//! Process roles: wiring config into listeners, tasks and shutdown.

use anyhow::{Context, Result};
use std::future::Future;
use tokio::{net::TcpListener, sync::watch, task::JoinSet};
use tracing::info;

use crate::{
    authority::{self, spawn_authority},
    config::{AuthorityArgs, ClusterArgs, FrontendArgs},
    frontend::{self, AuthorityClient, RemoteAuthority},
};

pub async fn run_authority<F>(args: AuthorityArgs, shutdown: F) -> Result<()>
where
    F: Future<Output = ()> + Send + 'static,
{
    let listener = TcpListener::bind(args.bind)
        .await
        .with_context(|| format!("binding authority to {}", args.bind))?;
    let (handle, task) = spawn_authority(args.queue_depth, args.reset.allow_reset);
    authority::server::serve(listener, handle, shutdown).await?;
    let engine = task.await.context("authority task panicked")?;
    info!(clients = engine.len(), "authority stopped");
    Ok(())
}

pub async fn run_frontend<F>(args: FrontendArgs, shutdown: F) -> Result<()>
where
    F: Future<Output = ()> + Send + 'static,
{
    let remote = RemoteAuthority::new(args.authority.clone(), args.timeout())
        .context("building authority client")?;
    let listener = TcpListener::bind(args.bind)
        .await
        .with_context(|| format!("binding front-end to {}", args.bind))?;
    info!(authority = %remote.base_url(), "forwarding to authority");
    frontend::serve(listener, remote.into(), args.reset.allow_reset, shutdown).await?;
    Ok(())
}

/// One authority plus `args.frontends` front-ends in this process.
///
/// The authority's RPC endpoints are served too, so front-ends in other
/// processes can join; local front-ends skip the network hop.
pub async fn run_cluster<F>(args: ClusterArgs, shutdown: F) -> Result<()>
where
    F: Future<Output = ()> + Send + 'static,
{
    let allow_reset = args.reset.allow_reset;
    let (handle, task) = spawn_authority(args.queue_depth, allow_reset);
    let (stop_tx, stop_rx) = watch::channel(false);
    let stopped = move || {
        let mut rx = stop_rx.clone();
        async move {
            let _ = rx.wait_for(|stop| *stop).await;
        }
    };

    let mut servers = JoinSet::new();
    let authority_addr = args.authority_addr();
    let listener = TcpListener::bind(authority_addr)
        .await
        .with_context(|| format!("binding authority to {authority_addr}"))?;
    servers.spawn(authority::server::serve(listener, handle.clone(), stopped()));

    for addr in args.frontend_addrs() {
        let listener = TcpListener::bind(addr)
            .await
            .with_context(|| format!("binding front-end to {addr}"))?;
        let client = AuthorityClient::Local(handle.clone());
        servers.spawn(frontend::serve(listener, client, allow_reset, stopped()));
    }
    drop(handle);
    info!(
        frontends = args.frontends,
        authority = %authority_addr,
        "cluster running"
    );

    shutdown.await;
    let _ = stop_tx.send(true);
    while let Some(joined) = servers.join_next().await {
        joined.context("server task panicked")??;
    }
    let engine = task.await.context("authority task panicked")?;
    info!(clients = engine.len(), "cluster stopped");
    Ok(())
}

/// Resolves on Ctrl+C.
pub async fn ctrl_c() {
    if tokio::signal::ctrl_c().await.is_err() {
        std::future::pending::<()>().await;
    }
}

______

> The task:
Check each line above for the word "JoinSet" and copy every line that has it.

> Solution:
use tokio::{net::TcpListener, sync::watch, task::JoinSet};
    let mut servers = JoinSet::new();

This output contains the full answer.